AIME 2014 II · 第 3 题

Solution 1

When we squish the rectangle, the hexagon is composed of a rectangle and two isosceles triangles with side lengths 18, 18, and 24 as shown below.

By Heron's Formula, the area of each isosceles triangle is $\sqrt{(30)(12)(12)(6)}=\sqrt{180\times 12^2}=72\sqrt{5}$. So the area of both is $144\sqrt{5}$. From the rectangle, our original area is $36a$. The area of the rectangle in the hexagon is $24a$. So we have

$$24a+144\sqrt{5}=36a\implies 12a=144\sqrt{5}\implies a=12\sqrt{5}\implies a^2=\boxed{720}.$$

Solution 2

Alternatively, use basic geometry. First, scale everything down by dividing everything by 6. Let $a/6=p$. Then, the dimensions of the central rectangle in the hexagon is p x 4, and the original rectangle is 6 x p. By Pythagorean theorem and splitting the end triangles of the hexagon into two right triangles, the altitude of the end triangles is $\sqrt{3^2-2^2}=\sqrt{5}$ given 2 as the base of the constituent right triangles.

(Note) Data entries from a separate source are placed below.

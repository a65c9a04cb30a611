//! Shared helpers for the integration tests.
//!
//! Fake providers are small axum apps bound to random local ports. The
//! gateway itself is driven with `tower::ServiceExt::oneshot`.

#![allow(dead_code)]

use std::sync::atomic::{AtomicUsize, Ordering};
use std::sync::Arc;

use axum::body::Body;
use axum::http::StatusCode;
use axum::response::{IntoResponse, Response};
use http::Request;
use rand::rngs::mock::StepRng;
use serde_json::{json, Value};
use sqlx::SqlitePool;

use switchyard::config::Config;
use switchyard::proxy::{create_router, AppState};
use switchyard::router::LoadBalancer;
use switchyard::storage::{self, accounts, Account};

/// Serve `app` on a random local port and return its base URL.
pub async fn spawn_upstream(app: axum::Router) -> String {
    let listener = tokio::net::TcpListener::bind("127.0.0.1:0")
        .await
        .expect("bind mock provider");
    let addr = listener.local_addr().unwrap();
    tokio::spawn(async move {
        axum::serve(listener, app).await.ok();
    });
    format!("http://127.0.0.1:{}", addr.port())
}

pub fn completion_body() -> Value {
    json!({
        "id": "chatcmpl-mock",
        "object": "chat.completion",
        "choices": [{
            "message": {"role": "assistant", "content": "mock response"},
            "index": 0,
            "finish_reason": "stop"
        }],
        "usage": {
            "prompt_tokens": 10,
            "completion_tokens": 5,
            "total_tokens": 15
        }
    })
}

/// A provider whose chat endpoint answers `status`, counting calls.
///
/// 2xx statuses answer with a normal completion body.
pub async fn chat_upstream(status: StatusCode) -> (String, Arc<AtomicUsize>) {
    use axum::{routing::post, Json, Router};

    let calls = Arc::new(AtomicUsize::new(0));
    let counter = calls.clone();
    let app = Router::new().route(
        "/v1/chat/completions",
        post(move || {
            let counter = counter.clone();
            async move {
                counter.fetch_add(1, Ordering::SeqCst);
                if status.is_success() {
                    (status, Json(completion_body())).into_response()
                } else {
                    (
                        status,
                        Json(json!({"error": {"message": "upstream failure"}})),
                    )
                        .into_response()
                }
            }
        }),
    );
    (spawn_upstream(app).await, calls)
}

/// A provider streaming the given SSE body on its chat endpoint.
pub async fn sse_upstream(body: &'static str) -> (String, Arc<AtomicUsize>) {
    use axum::{http::header, routing::post, Router};

    let calls = Arc::new(AtomicUsize::new(0));
    let counter = calls.clone();
    let app = Router::new().route(
        "/v1/chat/completions",
        post(move || {
            let counter = counter.clone();
            async move {
                counter.fetch_add(1, Ordering::SeqCst);
                ([(header::CONTENT_TYPE, "text/event-stream")], body).into_response()
            }
        }),
    );
    (spawn_upstream(app).await, calls)
}

/// TOML for one provider serving `chat-model`, with a single credential.
pub fn provider_toml(name: &str, url: &str) -> String {
    format!(
        r#"
[[providers]]
name = "{name}"
url = "{url}"
supports_streaming = true
free_models = ["chat-model", "embed-model"]
paid_models = ["paid-model"]

[[providers.credentials]]
api_key = "sk-{name}"
"#
    )
}

/// Full config around the given `[[providers]]` blocks.
pub fn config_toml(providers: &str, max_attempts: u32) -> String {
    format!(
        r#"
[server]
listen = "127.0.0.1:0"

[routing]
max_attempts = {max_attempts}
pin_tier = 5

[credits]
premium_tier = 2
max_balance = 5000.0
tiers = [{{ tier = 0, daily = 100.0 }}]

{providers}

[[models]]
id = "chat-model"
multiplier = 1.0

[[models]]
id = "paid-model"
access = "paid"

[[models]]
id = "embed-model"
endpoints = ["/v1/embeddings"]
price = 7.0
"#
    )
}

pub struct TestApp {
    pub router: axum::Router,
    pub state: AppState,
    pub db: SqlitePool,
}

/// Build the gateway over an in-memory database.
///
/// The balancer always takes the first candidate in name order.
pub async fn build_app(toml: &str) -> TestApp {
    let config = Config::parse_str_with(toml, |_| None).expect("valid config");
    let db = storage::init_memory_pool().await.unwrap();
    let state = AppState::build(config, db.clone(), reqwest::Client::new())
        .await
        .unwrap()
        .with_balancer(LoadBalancer::with_rng(db.clone(), StepRng::new(0, 0)));
    TestApp {
        router: create_router(state.clone()),
        state,
        db,
    }
}

impl TestApp {
    pub async fn add_account(&self, key: &str, balance: f64, tier: i64) {
        accounts::insert(&self.db, &Account::new(key, balance, tier))
            .await
            .unwrap();
    }

    pub async fn account(&self, key: &str) -> Account {
        accounts::get(&self.db, key).await.unwrap().unwrap()
    }

    pub async fn send(&self, request: Request<Body>) -> Response {
        use tower::ServiceExt;
        self.router.clone().oneshot(request).await.unwrap()
    }
}

/// POST a JSON body with a bearer key.
pub fn post_json(path: &str, key: Option<&str>, body: Value) -> Request<Body> {
    let mut builder = Request::builder()
        .method("POST")
        .uri(path)
        .header("content-type", "application/json");
    if let Some(key) = key {
        builder = builder.header("authorization", format!("Bearer {key}"));
    }
    builder.body(Body::from(body.to_string())).unwrap()
}

pub fn chat(key: &str, model: &str) -> Request<Body> {
    post_json(
        "/v1/chat/completions",
        Some(key),
        json!({"model": model, "messages": [{"role": "user", "content": "hi"}]}),
    )
}

pub async fn body_bytes(response: Response) -> bytes::Bytes {
    axum::body::to_bytes(response.into_body(), 1024 * 1024)
        .await
        .unwrap()
}

pub async fn body_json(response: Response) -> Value {
    serde_json::from_slice(&body_bytes(response).await).unwrap()
}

The two end triangles form a large rectangle of area $\sqrt{5}$ x $4$. Then, the area of the hexagon is $4p+4\sqrt{5}$, and the area of the rectangle is $6p$. Equating them, $p=2\sqrt{5}$. Multiply by scale factor of 6 and square it to get $36(20)= 720 \implies a^2=\boxed{720}$.

~BJHHar